How to Prevent Summer Learning Loss

child reading in bed

July 12th is National Summer Learning Day, created by the National Summer Learning Association (NSLA) to raise awareness of summer learning loss (AKA “summer slide”). This is a phenomenon in which school children forget some (ok, maybe a lot) of what they’d learned throughout the school year during summer break. Recently expanded by the NSLA to cover the whole week of July 8-13, National Summer Learning Day invites families, education leaders, and child experts to work together and ensure kids are well-supported educationally throughout the summer so they’re ready when they return to school in the fall.

With summer vacation now in full swing, school and homework are a distant memory for children spending their days at camp, traveling, at the beach, or simply lazing about at home. Unfortunately, as much as kids rightfully deserve a break, studies show that summer learning loss puts them at a disadvantage in the fall.

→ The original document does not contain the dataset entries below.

impl ShareLifecycleTrait for ShareLifecycle {
    /// Issues a new share over `request.entry_ids` and records its creation.
    fn issue_share(&self, request: IssueRequest) -> Result<IssuedShare, ShareError> {
        let owner_id = request.owner_id.trim();
        if owner_id.is_empty() {
            return Err(ShareError::Validation("Owner is required".to_string()));
        }
        let comment = Self::normalize_text(request.comment, "Comment", MAX_COMMENT_CHARS)?;
        let recipient_label =
            Self::normalize_text(request.recipient_label, "Recipient label", MAX_RECIPIENT_LABEL_CHARS)?;
        let entries = self.validate_entries(owner_id, &request.entry_ids)?;

        let token = self.tokens.generate_token()?;
        let now = self.clock.now();
        let expires_at = self.settings.pre_view_deadline(now);

        let share = ShareRecord {
            id: Uuid::new_v4().to_string(),
            owner_id: owner_id.to_string(),
            recipient_label: recipient_label.clone(),
            token,
            comment,
            created_at: now,
            state: ShareState::unopened(expires_at),
            opened_once: false,
            version: 0,
        };

        let mut log = ActivityLogEntry::new(owner_id, ActivityAction::ShareCreated, now);
        log.service_name = entries.first().map(|e| e.service_name.clone());
        log.recipient_label = recipient_label;
        log.expires_at = expires_at;

        let entry_ids: Vec<String> = entries.iter().map(|e| e.id.clone()).collect();
        self.shares
            .insert_share(&share, &entry_ids, &log)
            .map_err(|e| match e {
                StoreError::DuplicateToken => {
                    warn!(token = token_prefix(&share.token), "generated share token already exists");
                    ShareError::TokenCollision
                }
                other => ShareError::Storage(other),
            })?;

        info!(
            share_id = %share.id,
            owner_id = %share.owner_id,
            entries = entry_ids.len(),
            expires_at = ?expires_at,
            "share issued"
        );

        Ok(IssuedShare {
            link: self.settings.share_link(&share.token),
            id: share.id,
            token: share.token,
            expires_at,
        })
    }

    /// Evaluates a read of the share behind `token`.
    ///
    /// Checks run in a fixed order: unknown token, inactive, expired, already
    /// consumed. The first successful read flips the share into the viewed
    /// phase with a one-hour deadline and marks it consumed.
    fn access_share(&self, token: &str) -> Result<ShareAccess, ShareError> {
        self.run_transition(
            || self.load_by_token(token),
            |share, now| {
                if !share.is_active() {
                    debug!(share_id = %share.id, "access to inactive share");
                    return Err(ShareError::Revoked);
                }
                if let Some(phase) = share.expired_at(now) {
                    debug!(share_id = %share.id, ?phase, "access to expired share");
                    return Err(ShareError::Expired(phase));
                }
                if share.opened_once {
                    debug!(share_id = %share.id, "access to consumed share");
                    return Err(ShareError::AlreadyConsumed);
                }

                let entries = self.load_linked_entries(&share.id)?;
                let first_view = !share.viewed();
                let state = share.state.mark_viewed(now, POST_VIEW_WINDOW_SECS);
                let updated = ShareRecord {
                    state,
                    opened_once: true,
                    ..share
                };

                let log = first_view.then(|| {
                    let mut log = ActivityLogEntry::new(&updated.owner_id, ActivityAction::Viewed, now);
                    log.service_name = entries.first().map(|e| e.service_name.clone());
                    log.recipient_label = updated.recipient_label.clone();
                    log.viewed_at = updated.viewed_at();
                    log.expires_at = updated.expires_at();
                    log
                });

                let output = ShareAccess {
                    entries: entries
                        .into_iter()
                        .map(|e| SharedEntryView {
                            entry_id: e.id,
                            service_name: e.service_name,
                            service_url: e.service_url,
                            username: e.username,
                            secret: e.secret,
                        })
                        .collect(),
                    expires_at: updated.expires_at(),
                    viewed_at: updated.viewed_at(),
                    comment: updated.comment.clone(),
                };

                Ok(Step::Commit {
                    update: ShareUpdate {
                        share_id: updated.id,
                        state,
                        opened_once: true,
                    },
                    log,
                    output,
                })
            },
        )
        .inspect(|access| debug!(entries = access.entries.len(), "share consumed"))
    }

    /// Recipient acknowledgement: deactivates the share behind `token`.
    fn confirm_share(&self, token: &str) -> Result<(), ShareError> {
        self.run_transition(
            || self.load_by_token(token),
            |share, now| {
                if !share.is_active() {
                    return Err(ShareError::AlreadyInactive);
                }

                let mut log = ActivityLogEntry::new(&share.owner_id, ActivityAction::Confirmed, now);
                log.service_name = self.lead_service_name(&share.id)?;
                log.recipient_label = share.recipient_label.clone();

                info!(share_id = %share.id, "share confirmed by recipient");
                Ok(Step::Commit {
                    update: ShareUpdate {
                        state: share.state.deactivate(InactiveReason::Confirmed),
                        opened_once: share.opened_once,
                        share_id: share.id,
                    },
                    log: Some(log),
                    output: (),
                })
            },
        )
    }

    /// Admin revocation. Revoking an inactive share succeeds without logging.
    fn revoke_share(&self, share_id: &str, owner_id: &str) -> Result<(), ShareError> {
        self.run_transition(
            || self.load_owned(share_id, owner_id),
            |share, now| {
                if !share.is_active() {
                    debug!(share_id = %share.id, "revoke of inactive share ignored");
                    return Ok(Step::Done(()));
                }

                let mut log = ActivityLogEntry::new(&share.owner_id, ActivityAction::Revoked, now);
                log.service_name = self.lead_service_name(&share.id)?;
                log.recipient_label = share.recipient_label.clone();

                info!(share_id = %share.id, owner_id = %share.owner_id, "share revoked");
                Ok(Step::Commit {
                    update: ShareUpdate {
                        state: share.state.deactivate(InactiveReason::Revoked),
                        opened_once: share.opened_once,
                        share_id: share.id,
                    },
                    log: Some(log),
                    output: (),
                })
            },
        )
    }

    fn list_shares(&self, owner_id: &str) -> Result<Vec<ShareRecord>, ShareError> {
        Ok(self.shares.list_shares(owner_id)?)
    }

    /// Shares that are active and not past their deadline right now.
    fn list_active_shares(&self, owner_id: &str) -> Result<Vec<ShareRecord>, ShareError> {
        let now = self.clock.now();
        Ok(self
            .shares
            .list_shares(owner_id)?
            .into_iter()
            .filter(|s| s.is_live_at(now))
            .collect())
    }

    fn list_logs(&self, owner_id: &str) -> Result<Vec<ActivityLogEntry>, ShareError> {
        Ok(self.shares.list_logs(owner_id)?)
    }

    /// Entries behind one of the owner's shares. Never changes share state.
    fn share_entries(&self, share_id: &str, owner_id: &str) -> Result<Vec<PasswordEntry>, ShareError> {
        let share = self.load_owned(share_id, owner_id)?;
        self.load_linked_entries(&share.id)
    }
}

The Staggering Loss of Education in Summer

Every summer, elementary school children lose on average two months of reading, and two and a half months of math skills. Considering the average school year is nine months long, this translates to a 20% decrease of learned skills in three months. Since this effect is cumulative, by middle school the typical child loses a whopping two years of education over the course of several summers.

Particularly alarming is the major discrepancy between children from low-income vs. middle-income households. Summer learning loss negatively affects children from low-income backgrounds significantly more than their middle income peers.

This learning gap is linked to accessibility of resources. Some educators refer to it as the faucet theory. During the school year, all children have access to the same resource “faucet” and receive a steady stream of education. But when school is closed for the summer, there are little to no alternative faucets for low-income children. In contrast, middle-school children continue receiving resources, albeit at a slower pace.

Low-income children don’t have access to summer camps or classes. They may not have a computer, or many books at home. They may not be able to visit museums, zoos, and other educational venues. And finally, they may not have adequate parental involvement to sustain them during the summer compared with their peers.

According to a 2015 Chalkbeat article, the cumulative effect of this gap means that by fifth grade, low-income children can be as much as three years behind middle-income children. In fact, experts argue that lagging behind peers can affect students’ chances of graduating high school or attending college.

Summer Learning Loss and Schools

Summer learning loss doesn’t just impact kids. When students return in the fall, teachers have to spend time to reteach older material. Instead of introducing new material immediately, schools spend about $1500/student per year to summarize old information. This translates to $18,000 over the standard K-12 educational trajectory, which could be invested in new curriculum for students. The drive to prevent summer learning loss can be so strong that it becomes advocacy for year-round school.

How to Beat Summer Learning Loss

The good news is parents can stave off summer learning loss without having to enroll children in expensive camps or classes. Best tips follow below, but review the end of this article for additional resource links.

  • Reading is particularly helpful in preventing summer learning loss. Encourage your kids to read every day, even if it’s just for a short amount of time.
  • Libraries tend to be very generous when it comes to children’s books and allow you to check out many at once. If you don’t have many books at home, visit the library.
  • Visit your local library and community centers (YMCA, Boys & Girls Club, etc) for free summer learning programs and events.
  • Incorporate learning in your everyday activities. At a restaurant, ask your child how much money you need to leave if you plan on tipping 20%. Help younger children practice their reading skills by having them read store signs or menus.
  • Download educational games on your child’s smart device to make learning fun for them.
  • Limit mindless screen time with Hub by Securly and do non-screen activity, indoors or outdoors.

Online Resource Links

  • Smartfeed features reviews and playlists of books, movies, apps, and TV shows created by other parents.
  • NWEA provides a list of free online resources.
  • Time4Learning is a homeschooling site that offers a summer learning curriculum.
  • The Electric Company is an online summer learning program based on the PBS TV series.
  • Grade Power Learning is a brick-and-mortar summer learning program with franchises across the country.